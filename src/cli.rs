// src/cli.rs

//! CLI argument parsing using `clap`.

use std::path::PathBuf;

use clap::{Parser, Subcommand, ValueEnum};

use crate::types::BackendChoice;

/// Command-line arguments for `winepilot`.
#[derive(Debug, Clone, Parser)]
#[command(
    name = "winepilot",
    version,
    about = "Set up, run and clean up a Windows application under a Wine prefix.",
    long_about = None
)]
pub struct CliArgs {
    /// Path to the config file (TOML).
    ///
    /// Default: `Winepilot.toml` in the current working directory. A missing
    /// file means built-in defaults.
    #[arg(long, value_name = "PATH", default_value = "Winepilot.toml", global = true)]
    pub config: String,

    /// Override `[session].prefix`.
    #[arg(long, value_name = "DIR", global = true)]
    pub prefix: Option<PathBuf>,

    /// Logging level (error, warn, info, debug, trace).
    ///
    /// If omitted, `WINEPILOT_LOG` or a default level will be used.
    #[arg(long, value_enum, value_name = "LEVEL", global = true)]
    pub log_level: Option<LogLevel>,

    /// Print the planned steps without running anything.
    #[arg(long, global = true)]
    pub dry_run: bool,

    #[command(subcommand)]
    pub command: Command,
}

#[derive(Debug, Clone, Subcommand)]
pub enum Command {
    /// Show runtime, prefix, backend and host information.
    Status,

    /// Initialise the prefix and install the selected version's components.
    Setup,

    /// Install the selected version's components into an existing prefix.
    Components,

    /// Run a Windows installer inside the prefix.
    Install {
        /// Path to the installer executable.
        #[arg(value_name = "EXE")]
        installer: PathBuf,
    },

    /// Start the installed application.
    Launch {
        /// Executable to run instead of the configured target.
        #[arg(long, value_name = "EXE")]
        exe: Option<PathBuf>,

        /// Run in the foreground and exit with the application's exit code.
        #[arg(long)]
        handoff: bool,
    },

    /// Show, recommend or switch the rendering backend.
    Backend {
        /// Switch to this backend.
        #[arg(long, value_enum, value_name = "BACKEND")]
        set: Option<BackendChoice>,

        /// Suggest a backend from the detected GPU (never applied).
        #[arg(long, conflicts_with = "set")]
        recommend: bool,
    },

    /// Show or set the display DPI (96-480).
    Dpi {
        #[arg(value_name = "VALUE")]
        value: Option<u32>,
    },

    /// Apply the configured registry tweaks.
    Tweaks,

    /// Open the runtime's configuration dialog (winecfg).
    Winecfg,

    /// Install host prerequisites with the system package manager.
    Prerequisites,

    /// Stop runtime processes and remove transient state.
    Reset {
        /// Also delete `[session].repair_paths`, keeping the installation.
        #[arg(long, conflicts_with = "hard")]
        repair: bool,

        /// Also delete the prefix. Requires both confirmations.
        #[arg(long)]
        hard: bool,

        /// First confirmation for a hard reset.
        #[arg(long)]
        yes: bool,

        /// Second confirmation for a hard reset.
        #[arg(long)]
        yes_delete_prefix: bool,
    },
}

/// Log level as exposed on the CLI.
#[derive(Debug, Copy, Clone, ValueEnum)]
pub enum LogLevel {
    Error,
    Warn,
    Info,
    Debug,
    Trace,
}

/// Convenience wrapper around `CliArgs::parse()`.
pub fn parse() -> CliArgs {
    CliArgs::parse()
}
// src/engine/mod.rs

//! Orchestration session for winepilot.
//!
//! This module ties together:
//! - the resolved runtime and its process environment
//! - the host profile
//! - the task engine (single-flight supervision of external operations)
//! - the backend state machine and the reset engine
//!
//! Intents are turned into [`TaskSpec`](crate::exec::TaskSpec)s by the pure
//! planners in [`core`]; the IO shell that owns the engine and talks to the
//! outside world is [`session`].

use std::path::PathBuf;

/// Something the operator asked for that becomes a single task.
#[derive(Debug, Clone, PartialEq, Eq)]
pub enum Intent {
    /// Initialise the prefix and install the selected version's components.
    Setup,
    /// Install the selected version's components into an existing prefix.
    Components,
    /// Run a Windows installer through the runtime.
    Install { installer: PathBuf },
    /// Start the target application (located from the config when `None`).
    Launch { executable: Option<PathBuf> },
    /// Write the display DPI.
    SetDpi { dpi: u32 },
    /// Apply the configured registry tweaks.
    ApplyTweaks,
    /// Open the runtime's own configuration tool.
    Configure,
}

impl Intent {
    pub fn name(&self) -> &'static str {
        match self {
            Intent::Setup => "setup",
            Intent::Components => "components",
            Intent::Install { .. } => "install",
            Intent::Launch { .. } => "launch",
            Intent::SetDpi { .. } => "dpi",
            Intent::ApplyTweaks => "tweaks",
            Intent::Configure => "winecfg",
        }
    }
}

pub mod core;
pub mod hints;
pub mod session;
pub mod status;

pub use self::core::{
    current_dpi, locate_target, plan, plan_prerequisites, PlanContext, PrerequisitePlan, DPI_RANGE,
};
pub use hints::{derive_hints, Hint};
pub use session::{BackendSwitch, PrerequisiteAction, ResetOutcome, Session};
pub use status::SessionStatus;
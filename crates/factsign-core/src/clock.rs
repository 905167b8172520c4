use chrono::{DateTime, Utc};

/// Source of signing timestamps.
pub trait Clock: Send + Sync {
    /// Current instant.
    fn now(&self) -> DateTime<Utc>;
}

/// Reads the system clock.
#[derive(Debug, Clone, Copy, Default)]
pub struct SystemClock;

impl Clock for SystemClock {
    fn now(&self) -> DateTime<Utc> {
        Utc::now()
    }
}

/// Always returns the same instant.
#[derive(Debug, Clone, Copy)]
pub struct FixedClock(pub DateTime<Utc>);

impl Clock for FixedClock {
    fn now(&self) -> DateTime<Utc> {
        self.0
    }
}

**WHAT IS BEING ASKED**
Repeat, word for word, the lines from the start of the records to the line that contains "pub enum Command", both of them included, and no others.

**RESPONSE TO THE EXERCISE**
filename src/cli.rs
// src/cli.rs

//! CLI argument parsing using `clap`.

use std::path::PathBuf;

use clap::{Parser, Subcommand, ValueEnum};

use crate::types::BackendChoice;

/// Command-line arguments for `winepilot`.
#[derive(Debug, Clone, Parser)]
#[command(
    name = "winepilot",
    version,
    about = "Set up, run and clean up a Windows application under a Wine prefix.",
    long_about = None
)]
pub struct CliArgs {
    /// Path to the config file (TOML).
    ///
    /// Default: `Winepilot.toml` in the current working directory. A missing
    /// file means built-in defaults.
    #[arg(long, value_name = "PATH", default_value = "Winepilot.toml", global = true)]
    pub config: String,

    /// Override `[session].prefix`.
    #[arg(long, value_name = "DIR", global = true)]
    pub prefix: Option<PathBuf>,

    /// Logging level (error, warn, info, debug, trace).
    ///
    /// If omitted, `WINEPILOT_LOG` or a default level will be used.
    #[arg(long, value_enum, value_name = "LEVEL", global = true)]
    pub log_level: Option<LogLevel>,

    /// Print the planned steps without running anything.
    #[arg(long, global = true)]
    pub dry_run: bool,

    #[command(subcommand)]
    pub command: Command,
}

#[derive(Debug, Clone, Subcommand)]
pub enum Command {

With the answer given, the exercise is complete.